Легенда, прямо скажем, глупая, хотя и захватывающая, да ещё с налипшими по дороге выдумками, свела с ума не одну сотню рыцарей, как под крестом, так и под полумесяцем, а также десятки монахов и дервишей. Не раз возле зарослей высокого тростника, в удушающей ряби заросших жёсткими травами полей, сходились отряды христиан и мусульман, считавших, что они нашли это Последнее Поле. Говорили даже, что легенда то ли была нарочно запущена иудеями, то ли просто кто-то из них был неправильно понят собеседником-иноверцем, а остальное доделала фантазия последнего.

Некоторые утверждают, что в эти самые времена среди иудеев от Ашкеназа до Египта вдруг вспыхнул острый интерес к
 ядоа. Иудейские ходоки, ищущие ядоа как знак скорого Возвращения Народа, пошли в Святую Землю вереницами и толпами, и их удивительными рассказами можно заполнить тысячи свитков.

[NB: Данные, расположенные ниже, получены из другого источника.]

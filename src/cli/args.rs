//! Command line argument parsing for the Lucerna CLI using clap.

use std::path::PathBuf;

use clap::{Parser, Subcommand, ValueEnum};

/// Lucerna - a small durable inverted-index search engine
#[derive(Parser, Debug, Clone)]
#[command(name = "lucerna")]
#[command(about = "Index JSON documents and run term and boolean queries")]
#[command(version = env!("CARGO_PKG_VERSION"))]
pub struct LucernaArgs {
    /// Index directory (created if missing)
    #[arg(value_name = "INDEX_DIR")]
    pub index_dir: PathBuf,

    /// Verbosity level (-v info, -vv debug)
    #[arg(short, long, action = clap::ArgAction::Count, global = true)]
    pub verbose: u8,

    /// Quiet mode (errors only, overrides verbose)
    #[arg(short, long, global = true)]
    pub quiet: bool,

    /// Output format
    #[arg(short = 'f', long = "format", default_value = "human", global = true)]
    pub output_format: OutputFormat,

    /// Pretty-print JSON output
    #[arg(long, global = true)]
    pub pretty: bool,

    /// Index configuration file (JSON)
    #[arg(short, long, value_name = "CONFIG_FILE", env = "LUCERNA_CONFIG")]
    pub config: Option<PathBuf>,

    /// Subcommand to execute
    #[command(subcommand)]
    pub command: Command,
}

impl LucernaArgs {
    /// Get the effective verbosity level
    pub fn verbosity(&self) -> u8 {
        if self.quiet {
            0
        } else {
            self.verbose + 1
        }
    }
}

/// Available CLI commands
#[derive(Subcommand, Debug, Clone)]
pub enum Command {
    /// Add documents from a JSON Lines file
    Index(IndexArgs),

    /// Run a `+required -excluded optional` query
    Search(SearchArgs),

    /// List documents containing an exact term
    Term(TermArgs),

    /// Delete documents containing an exact term
    Delete(TermArgs),

    /// Purge deleted documents
    Optimize,

    /// List every term with its document frequency
    Terms(TermsArgs),

    /// Show index statistics
    Stats,

    /// Print the stored fields of a document
    Get(GetArgs),
}

/// Arguments for indexing documents
#[derive(Parser, Debug, Clone)]
pub struct IndexArgs {
    /// Document file, one JSON document per line
    #[arg(value_name = "JSONL_FILE")]
    pub file: PathBuf,

    /// Discard the existing index first
    #[arg(long)]
    pub recreate: bool,
}

/// Arguments for searching
#[derive(Parser, Debug, Clone)]
pub struct SearchArgs {
    /// Query expression
    #[arg(value_name = "QUERY")]
    pub query: String,

    /// Field searched by the query's terms
    #[arg(long, default_value = "contents")]
    pub field: String,

    /// Maximum number of hits to print
    #[arg(short, long, default_value = "10")]
    pub limit: usize,
}

/// A field and an exact term text
#[derive(Parser, Debug, Clone)]
pub struct TermArgs {
    #[arg(value_name = "FIELD")]
    pub field: String,

    #[arg(value_name = "TEXT")]
    pub text: String,
}

/// Arguments for listing terms
#[derive(Parser, Debug, Clone)]
pub struct TermsArgs {
    /// Only list terms of this field
    #[arg(long)]
    pub field: Option<String>,
}

/// Arguments for fetching a document
#[derive(Parser, Debug, Clone)]
pub struct GetArgs {
    #[arg(value_name = "DOC_ID")]
    pub doc_id: u64,
}

/// Output format options
#[derive(ValueEnum, Debug, Clone, Copy, PartialEq, Eq)]
pub enum OutputFormat {
    /// Human-readable lines
    Human,
    /// JSON
    Json,
}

Говорят, лес в Провансе похож на лес в Святой Земле: сверху лёгкий, как серо-зелёный дым, а корни тонут в сизом, холодном болоте теней. Может поэтому многие так легко путали эти два места: ездили по прованским холмам, а чувствовали, что едут по Галилее, записывали свои видения, а подписывались именами людей, живших в лесных пещерах Иудеи.
 
И, может, поэтому во времена катарской ереси здесь распространились слухи об опустошительном появлении
 ядоа. В результате провансальские каббалисты едва не признали местные холмы заменой Святой Земли, вплоть до призыва тут и построить новое Царство, а население едва их не растерзало за наслание убивавших направо и налево демонов. К счастью, виконт де Тренкавель отправил в лес некоего раввина Авнера в сопровождении десятка рыцарей и баскского знахаря. Из томительного предзакатного жара отряд вошёл в похожий на остывающий жертвенный дым лес и затерялся в нём на несколько страшных дней. Выйдя ослепительно-белым днём к окрестностям Нима, Авнер развеял нелепые слухи, принеся весть, что за ядоа были приняты деревья-оборотни, которых местные жители и баски называли гару. Новость эта стоила жизни шести рыцарям, знахарю и двум авнеровским ученикам, но вернула всё на свои места. 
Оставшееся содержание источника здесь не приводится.